If a ‘good’ or ‘purposive’ death is linked to a ‘good life’, then what does it mean to lead that ‘good life’? Specifically, how can one lead a ‘good’ or ‘purposive’ life when one’s primary skill or purpose is suddenly changed⎯perhaps by sudden and devastating emotional or physical traumas, or the slow onset of ageing and illness, which hinder one’s ability to do one’s job (one’s ‘task’)?

This is a question at the heart of John Milton’s sonnet, ‘When I consider how my light is spent’

When I consider how my light is spent
Ere half my days in this dark world and wide,
And that one talent which is death to hide
Lodg’d with me useless, though my soul more bent
To serve therewith my Maker, and present
My true account, lest he returning chide;
“Doth God exact day-labour, light denied?”
I fondly ask. But Patience to prevent
That murmur, soon replies: “God doth not need
Either man’s work or his own gifts; who best
Bear his mild yoke, they serve him best. His state
Is kingly. Thousands at his bidding speed
And post o’er land and ocean without rest:
They also serve who only stand and wait.”

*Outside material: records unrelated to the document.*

//! Resource type vocabulary and limit vectors.
//!
//! Every quota figure in the system — stored limits, configured defaults
//! and maximums, derived usage — is a vector over the same seven resource
//! fields, so the vector is a fixed-field struct rather than a map.

use std::fmt;
use std::str::FromStr;

use serde::{Deserialize, Serialize};

/// The seven resource fields tracked per user.
///
/// String forms match the stored column names and the JSON keys of the
/// external contract.
#[derive(Debug, Clone, Copy, PartialEq, Eq, Hash, Serialize, Deserialize)]
pub enum ResourceType {
    /// Memory in MB.
    #[serde(rename = "memory_limit")]
    Memory,
    /// CPU in percent (100 = one core).
    #[serde(rename = "cpu_limit")]
    Cpu,
    /// Disk in MB.
    #[serde(rename = "disk_limit")]
    Disk,
    /// Number of servers.
    #[serde(rename = "server_limit")]
    Servers,
    /// Number of databases.
    #[serde(rename = "database_limit")]
    Databases,
    /// Number of backups.
    #[serde(rename = "backup_limit")]
    Backups,
    /// Number of network allocations.
    #[serde(rename = "allocation_limit")]
    Allocations,
}

impl ResourceType {
    /// All seven resource types.
    pub const ALL: [ResourceType; 7] = [
        Self::Memory,
        Self::Cpu,
        Self::Disk,
        Self::Servers,
        Self::Databases,
        Self::Backups,
        Self::Allocations,
    ];

    /// The six types a single server carries itself.
    ///
    /// `Servers` is a count of servers, not a per-server field.
    pub const PER_SERVER: [ResourceType; 6] = [
        Self::Memory,
        Self::Cpu,
        Self::Disk,
        Self::Databases,
        Self::Backups,
        Self::Allocations,
    ];

    /// The stored column / JSON key name.
    pub fn as_str(&self) -> &'static str {
        match self {
            Self::Memory => "memory_limit",
            Self::Cpu => "cpu_limit",
            Self::Disk => "disk_limit",
            Self::Servers => "server_limit",
            Self::Databases => "database_limit",
            Self::Backups => "backup_limit",
            Self::Allocations => "allocation_limit",
        }
    }
}

impl fmt::Display for ResourceType {
    fn fmt(&self, f: &mut fmt::Formatter<'_>) -> fmt::Result {
        f.write_str(self.as_str())
    }
}

impl FromStr for ResourceType {
    type Err = UnknownResourceType;

    fn from_str(s: &str) -> Result<Self, Self::Err> {
        match s {
            "memory_limit" => Ok(Self::Memory),
            "cpu_limit" => Ok(Self::Cpu),
            "disk_limit" => Ok(Self::Disk),
            "server_limit" => Ok(Self::Servers),
            "database_limit" => Ok(Self::Databases),
            "backup_limit" => Ok(Self::Backups),
            "allocation_limit" => Ok(Self::Allocations),
            _ => Err(UnknownResourceType(s.to_string())),
        }
    }
}

/// Error returned when parsing an unrecognized resource type name.
#[derive(Debug, Clone, PartialEq, Eq)]
pub struct UnknownResourceType(pub String);

impl fmt::Display for UnknownResourceType {
    fn fmt(&self, f: &mut fmt::Formatter<'_>) -> fmt::Result {
        write!(f, "unknown resource type '{}'", self.0)
    }
}

impl std::error::Error for UnknownResourceType {}

/// Check whether `value` exceeds a ceiling, honoring the unlimited
/// convention: a ceiling of 0 means unlimited and is never exceeded.
pub fn exceeds_limit(limit: i64, value: i64) -> bool {
    limit > 0 && value > limit
}

/// A complete vector over the seven resource fields.
///
/// Used for stored limits, configured defaults/maximums, and derived
/// usage/availability figures alike.
#[derive(Debug, Clone, Copy, Default, PartialEq, Eq, Serialize, Deserialize)]
pub struct ResourceSet {
    /// Memory limit in MB.
    pub memory_limit: i64,
    /// CPU limit in percent.
    pub cpu_limit: i64,
    /// Disk limit in MB.
    pub disk_limit: i64,
    /// Maximum number of servers.
    pub server_limit: i64,
    /// Maximum number of databases.
    pub database_limit: i64,
    /// Maximum number of backups.
    pub backup_limit: i64,
    /// Maximum number of allocations.
    pub allocation_limit: i64,
}

impl ResourceSet {
    /// The structural defaults assigned to new users when no
    /// `default_resources` setting is stored.
    pub fn structural_defaults() -> Self {
        Self {
            memory_limit: 2048,
            cpu_limit: 100,
            disk_limit: 4096,
            server_limit: 1,
            database_limit: 3,
            backup_limit: 5,
            allocation_limit: 5,
        }
    }

    /// The structural per-field ceilings used when no `max_resources`
    /// setting is stored. A value of 0 would mean unlimited.
    pub fn structural_maximums() -> Self {
        Self {
            memory_limit: 65536,
            cpu_limit: 1000,
            disk_limit: 131072,
            server_limit: 50,
            database_limit: 100,
            backup_limit: 200,
            allocation_limit: 200,
        }
    }

    /// Read one field by resource type.
    pub fn get(&self, resource: ResourceType) -> i64 {
        match resource {
            ResourceType::Memory => self.memory_limit,
            ResourceType::Cpu => self.cpu_limit,
            ResourceType::Disk => self.disk_limit,
            ResourceType::Servers => self.server_limit,
            ResourceType::Databases => self.database_limit,
            ResourceType::Backups => self.backup_limit,
            ResourceType::Allocations => self.allocation_limit,
        }
    }

    /// Write one field by resource type.
    pub fn set(&mut self, resource: ResourceType, value: i64) {
        match resource {
            ResourceType::Memory => self.memory_limit = value,
            ResourceType::Cpu => self.cpu_limit = value,
            ResourceType::Disk => self.disk_limit = value,
            ResourceType::Servers => self.server_limit = value,
            ResourceType::Databases => self.database_limit = value,
            ResourceType::Backups => self.backup_limit = value,
            ResourceType::Allocations => self.allocation_limit = value,
        }
    }

    /// Add to one field by resource type.
    pub fn add(&mut self, resource: ResourceType, delta: i64) {
        let current = self.get(resource);
        self.set(resource, current + delta);
    }

    /// Field-wise `max(0, self - used)`.
    pub fn available(&self, used: &ResourceSet) -> ResourceSet {
        let mut out = ResourceSet::default();
        for resource in ResourceType::ALL {
            out.set(resource, (self.get(resource) - used.get(resource)).max(0));
        }
        out
    }
}

/// A partial vector over the seven resource fields.
///
/// Deserialized from client payloads and stored settings JSON; unknown
/// keys are rejected at this boundary so the engine only ever sees the
/// seven named fields.
#[derive(Debug, Clone, Copy, Default, PartialEq, Eq, Serialize, Deserialize)]
#[serde(deny_unknown_fields)]
pub struct ResourcePatch {
    /// Memory limit in MB.
    #[serde(skip_serializing_if = "Option::is_none")]
    pub memory_limit: Option<i64>,
    /// CPU limit in percent.
    #[serde(skip_serializing_if = "Option::is_none")]
    pub cpu_limit: Option<i64>,
    /// Disk limit in MB.
    #[serde(skip_serializing_if = "Option::is_none")]
    pub disk_limit: Option<i64>,
    /// Maximum number of servers.
    #[serde(skip_serializing_if = "Option::is_none")]
    pub server_limit: Option<i64>,
    /// Maximum number of databases.
    #[serde(skip_serializing_if = "Option::is_none")]
    pub database_limit: Option<i64>,
    /// Maximum number of backups.
    #[serde(skip_serializing_if = "Option::is_none")]
    pub backup_limit: Option<i64>,
    /// Maximum number of allocations.
    #[serde(skip_serializing_if = "Option::is_none")]
    pub allocation_limit: Option<i64>,
}

impl ResourcePatch {
    /// Whether no field is set.
    pub fn is_empty(&self) -> bool {
        self.entries().is_empty()
    }

    /// Read one field by resource type.
    pub fn get(&self, resource: ResourceType) -> Option<i64> {
        match resource {
            ResourceType::Memory => self.memory_limit,
            ResourceType::Cpu => self.cpu_limit,
            ResourceType::Disk => self.disk_limit,
            ResourceType::Servers => self.server_limit,
            ResourceType::Databases => self.database_limit,
            ResourceType::Backups => self.backup_limit,
            ResourceType::Allocations => self.allocation_limit,
        }
    }

    /// The set fields as `(resource, value)` pairs.
    pub fn entries(&self) -> Vec<(ResourceType, i64)> {
        ResourceType::ALL
            .iter()
            .filter_map(|&resource| self.get(resource).map(|value| (resource, value)))
            .collect()
    }

    /// Merge this patch over a complete base vector. Set fields win,
    /// missing fields are backfilled from the base.
    pub fn apply_to(&self, base: &ResourceSet) -> ResourceSet {
        let mut out = *base;
        for (resource, value) in self.entries() {
            out.set(resource, value);
        }
        out
    }
}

On one level, Milton’s sonnet is in no way a poem about death⎯certainly not in the direct way that his famous elegy Lycidas is. Yet in this sonnet, Milton raises the question that is at the heart of what it means to reach the end of one’s life and to be able to call one’s life, and therefore one’s death, purposive and fulfilling. Where is the dignity and meaning in life if one’s abilities are ‘lodg’d with me useless’?

This fear of feeling useless, this fear that one’s life is devoid of purpose, is common. A quick Google search of ‘how to cope with feeling useless in life’ yielded, for me, 99,200,000 results in 0.43 seconds; ‘how to give my life purpose’ garnered 6,780,000,000 results in 0.63 seconds. ‘What’s the point of living if you have nothing to live for’ brought up 908,000,000 results in 0.49 seconds, and ‘giving up on life’ indicated around 1,860,000,000 results in 0.38 seconds. (Google algorithms have probably pegged me for a highly depressed individual seeking psychological help by this point.) Of course, a quick Google search and numbers of results are just numbers and figures⎯we live in the age of the Internet algorithms, which seriously limit the ability for an average non-statistician to process and interpret data. But it’s undeniable that there are many articles about facing grief and loss, purposelessness, and feeling useless.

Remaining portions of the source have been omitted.